◆ REQUIREMENT
Every line below that holds the string "Debug" must be copied.
++++++++++
//! services/dashboard/src/web/crud.rs
//!
//! Generic CRUD routes for one entity collection.
//!
//! Every collection gets the same six endpoints under `/api/<segment>`. Writes
//! are validated locally first so a malformed entity never reaches the backend,
//! and writes to the collections feeding the progress views schedule a refresh.

use axum::{
    extract::{Path, State},
    http::StatusCode,
    routing::get,
    Extension, Json, Router,
};
use serde::de::DeserializeOwned;
use serde::Serialize;
use serde_json::Value;
use std::marker::PhantomData;
use std::sync::Arc;
use tracing::{error, info};
use tracker_core::domain::Entity;
use tracker_core::ports::{EntityService, PortError};
use tracker_core::Validate;

use crate::error::{from_port, from_validation, HandlerError};
use crate::web::state::{AppState, Session};

/// An entity that can be served through [`CrudRoutes`].
pub trait CrudEntity: Entity + Validate + Serialize + DeserializeOwned {}

impl<T> CrudEntity for T where T: Entity + Validate + Serialize + DeserializeOwned {}

type ServiceFor<T> = fn(&AppState) -> Arc<dyn EntityService<T>>;

pub struct CrudRoutes<T> {
    segment: &'static str,
    service: ServiceFor<T>,
    refreshes_progress: bool,
    _entity: PhantomData<fn() -> T>,
}

impl<T> Clone for CrudRoutes<T> {
    fn clone(&self) -> Self {
        *self
    }
}

impl<T> Copy for CrudRoutes<T> {}

impl<T: CrudEntity> CrudRoutes<T> {
    pub fn new(segment: &'static str, service: ServiceFor<T>) -> Self {
        Self {
            segment,
            service,
            refreshes_progress: false,
            _entity: PhantomData,
        }
    }

    /// Mutations through these routes schedule a progress refresh.
    pub fn refreshes_progress(mut self) -> Self {
        self.refreshes_progress = true;
        self
    }

    pub fn router(self) -> Router<Arc<AppState>> {
        let r = self;
        let collection = format!("/api/{}", r.segment);
        let all = format!("/api/{}/all", r.segment);
        let item = format!("/api/{}/{{id}}", r.segment);

        Router::new()
            .route(
                &collection,
                get(
                    move |State(state): State<Arc<AppState>>,
                          Extension(session): Extension<Arc<Session>>| {
                        list_mine(r, state, session)
                    },
                )
                .post(
                    move |State(state): State<Arc<AppState>>,
                          Extension(session): Extension<Arc<Session>>,
                          Json(entity): Json<T>| {
                        create(r, state, session, entity)
                    },
                ),
            )
            .route(
                &all,
                get(
                    move |State(state): State<Arc<AppState>>,
                          Extension(session): Extension<Arc<Session>>| {
                        list_all(r, state, session)
                    },
                ),
            )
            .route(
                &item,
                get(
                    move |State(state): State<Arc<AppState>>,
                          Extension(session): Extension<Arc<Session>>,
                          Path(id): Path<String>| { get_one(r, state, session, id) },
                )
                .put(
                    move |State(state): State<Arc<AppState>>,
                          Extension(session): Extension<Arc<Session>>,
                          Path(id): Path<String>,
                          Json(patch): Json<Value>| {
                        update(r, state, session, id, patch)
                    },
                )
                .delete(
                    move |State(state): State<Arc<AppState>>,
                          Extension(session): Extension<Arc<Session>>,
                          Path(id): Path<String>| { delete(r, state, session, id) },
                ),
            )
    }

    fn failure(&self, action: &str, err: PortError) -> HandlerError {
        error!("Failed to {} {}: {}", action, T::KIND, err);
        from_port(err)
    }

    fn after_mutation(&self, state: &AppState, session: &Session) {
        if self.refreshes_progress {
            state
                .progress
                .schedule(session.id.clone(), session.auth.clone());
        }
    }
}

//=========================================================================================
// Handlers
//=========================================================================================

async fn list_mine<T: CrudEntity>(
    r: CrudRoutes<T>,
    state: Arc<AppState>,
    session: Arc<Session>,
) -> Result<Json<Vec<T>>, HandlerError> {
    (r.service)(&state)
        .list_by_user(&session.auth, &session.auth.user_id)
        .await
        .map(Json)
        .map_err(|e| r.failure("list", e))
}

async fn list_all<T: CrudEntity>(
    r: CrudRoutes<T>,
    state: Arc<AppState>,
    session: Arc<Session>,
) -> Result<Json<Vec<T>>, HandlerError> {
    (r.service)(&state)
        .list_all(&session.auth)
        .await
        .map(Json)
        .map_err(|e| r.failure("list", e))
}

async fn get_one<T: CrudEntity>(
    r: CrudRoutes<T>,
    state: Arc<AppState>,
    session: Arc<Session>,
    id: String,
) -> Result<Json<T>, HandlerError> {
    let id = checked_id(&id)?;
    (r.service)(&state)
        .get_by_id(&session.auth, id)
        .await
        .map(Json)
        .map_err(|e| r.failure("fetch", e))
}

async fn create<T: CrudEntity>(
    r: CrudRoutes<T>,
    state: Arc<AppState>,
    session: Arc<Session>,
    mut entity: T,
) -> Result<(StatusCode, Json<T>), HandlerError> {
    entity.set_owner(&session.auth.user_id);
    entity.validate().map_err(from_validation)?;

    let created = (r.service)(&state)
        .create(&session.auth, &entity)
        .await
        .map_err(|e| r.failure("create", e))?;

    info!("Created {} {}", T::KIND, created.id());
    r.after_mutation(&state, &session);
    Ok((StatusCode::CREATED, Json(created)))
}

async fn update<T: CrudEntity>(
    r: CrudRoutes<T>,
    state: Arc<AppState>,
    session: Arc<Session>,
    id: String,
    patch: Value,
) -> Result<Json<T>, HandlerError> {
    let id = checked_id(&id)?;
    let service = (r.service)(&state);
    let current = service
        .get_by_id(&session.auth, id)
        .await
        .map_err(|e| r.failure("fetch", e))?;

    let merged: T = merge_patch(&current, patch)?;
    merged.validate().map_err(from_validation)?;

    let updated = service
        .update(&session.auth, id, &merged)
        .await
        .map_err(|e| r.failure("update", e))?;

    info!("Updated {} {}", T::KIND, id);
    r.after_mutation(&state, &session);
    Ok(Json(updated))
}

async fn delete<T: CrudEntity>(
    r: CrudRoutes<T>,
    state: Arc<AppState>,
    session: Arc<Session>,
    id: String,
) -> Result<StatusCode, HandlerError> {
    let id = checked_id(&id)?;
    (r.service)(&state)
        .delete(&session.auth, id)
        .await
        .map_err(|e| r.failure("delete", e))?;

    info!("Deleted {} {}", T::KIND, id);
    r.after_mutation(&state, &session);
    Ok(StatusCode::NO_CONTENT)
}

/// Rejects ids that would not name a single backend record.
pub fn checked_id(id: &str) -> Result<&str, HandlerError> {
    let malformed = id.is_empty()
        || id == "."
        || id == ".."
        || id.chars().any(|c| matches!(c, '/' | '\\' | '?' | '#') || c.is_control());
    if malformed {
        return Err((StatusCode::BAD_REQUEST, format!("Malformed id: {:?}", id)));
    }
    Ok(id)
}

//=========================================================================================
// Partial Updates
//=========================================================================================

// Fields a partial update may not touch.
const PINNED_FIELDS: [&str; 2] = ["id", "ownerRef"];

/// Applies the top-level fields of a JSON object onto the current value.
pub fn merge_patch<T>(current: &T, patch: Value) -> Result<T, HandlerError>
where
    T: Serialize + DeserializeOwned,
{
    let unprocessable = |msg: String| (StatusCode::UNPROCESSABLE_ENTITY, msg);

    let Value::Object(patch) = patch else {
        return Err(unprocessable("Update body must be a JSON object".to_string()));
    };

    let mut base = serde_json::to_value(current)
        .map_err(|e| (StatusCode::INTERNAL_SERVER_ERROR, e.to_string()))?;
    if let Value::Object(fields) = &mut base {
        for (key, value) in patch {
            if !PINNED_FIELDS.contains(&key.as_str()) {
                fields.insert(key, value);
            }
        }
    }

    serde_json::from_value(base).map_err(|e| unprocessable(format!("Invalid update: {}", e)))
}
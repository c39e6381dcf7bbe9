//! services/dashboard/src/adapters/records.rs
//!
//! "Impure" wire records exchanged with the academic backend, and their
//! mapping to and from the core domain types.
//!
//! The backend names keys the way its document store does (`_id`, `uid`,
//! `s_id`, ...), sometimes populates foreign keys, and may send numbers typed
//! into form fields as strings. All of that is absorbed here.

use chrono::{DateTime, NaiveDate, NaiveTime, Utc, Weekday};
use serde::de::{self, Deserializer};
use serde::{Deserialize, Serialize};
use serde_json::Value;
use tracker_core::domain::{
    Assignment, Event, Grade, Notification, NotificationKind, Ref, Semester, Subject, Teacher,
    TimetableEntry, User, UserRole, UserSettings,
};
use tracker_core::Entity;

use crate::adapters::backend::{Resource, ResourcePaths};

//=========================================================================================
// Shared Wire Helpers
//=========================================================================================

/// A foreign key as the backend sends it: a raw id (string or number) or the
/// populated document.
#[derive(Debug, Clone, Serialize, Deserialize)]
#[serde(untagged)]
pub enum WireRef<R> {
    Id(String),
    Number(i64),
    Populated(R),
}

impl<R> WireRef<R> {
    fn into_ref<T, F>(self, to_domain: F) -> Ref<T>
    where
        F: FnOnce(R) -> T,
    {
        match self {
            WireRef::Id(id) => Ref::Id { id },
            WireRef::Number(n) => Ref::Id { id: n.to_string() },
            WireRef::Populated(record) => Ref::Populated {
                value: to_domain(record),
            },
        }
    }

    fn into_id<F>(self, id_of: F) -> String
    where
        F: FnOnce(&R) -> &str,
    {
        match self {
            WireRef::Id(id) => id,
            WireRef::Number(n) => n.to_string(),
            WireRef::Populated(record) => id_of(&record).to_string(),
        }
    }
}

fn wire_ref<T: Entity, R>(r: &Ref<T>) -> WireRef<R> {
    WireRef::Id(r.id().to_string())
}

fn owner_wire(owner: &Option<String>) -> Option<WireRef<UserRecord>> {
    owner.as_ref().map(|id| WireRef::Id(id.clone()))
}

fn owner_domain(owner: Option<WireRef<UserRecord>>) -> Option<String> {
    owner
        .map(|r| r.into_id(|u| &u.id))
        .filter(|id| !id.is_empty())
}

/// Accepts `"2024-05-01"` as well as full timestamps such as `"2024-05-01T00:00:00.000Z"`.
pub fn parse_day(raw: &str) -> Option<NaiveDate> {
    let day = raw.trim().get(..10)?;
    NaiveDate::parse_from_str(day, "%Y-%m-%d").ok()
}

fn format_day(day: &Option<NaiveDate>) -> Option<String> {
    day.map(|d| d.format("%Y-%m-%d").to_string())
}

/// Deserializes a number that may arrive as a JSON number, a numeric string, or null.
fn lenient_f64<'de, D>(deserializer: D) -> Result<f64, D::Error>
where
    D: Deserializer<'de>,
{
    match Value::deserialize(deserializer)? {
        Value::Number(n) => n
            .as_f64()
            .ok_or_else(|| de::Error::custom("number out of range")),
        Value::String(s) if s.trim().is_empty() => Ok(0.0),
        Value::String(s) => s.trim().parse::<f64>().map_err(de::Error::custom),
        Value::Null => Ok(0.0),
        other => Err(de::Error::custom(format!("expected a number, got {other}"))),
    }
}

//=========================================================================================
// Users
//=========================================================================================

#[derive(Debug, Clone, Default, Serialize, Deserialize)]
pub struct UserRecord {
    #[serde(rename = "_id", default, skip_serializing_if = "String::is_empty")]
    pub id: String,
    #[serde(rename = "firstName", alias = "first_name", default)]
    pub first_name: String,
    #[serde(rename = "lastName", alias = "last_name", default)]
    pub last_name: String,
    #[serde(default)]
    pub email: String,
    #[serde(default, skip_serializing_if = "Option::is_none")]
    pub role: Option<String>,
}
++++++++++
◆ PROBLEM SOLUTION
#[derive(Debug, Clone, Serialize, Deserialize)]
#[derive(Debug, Clone, Default, Serialize, Deserialize)]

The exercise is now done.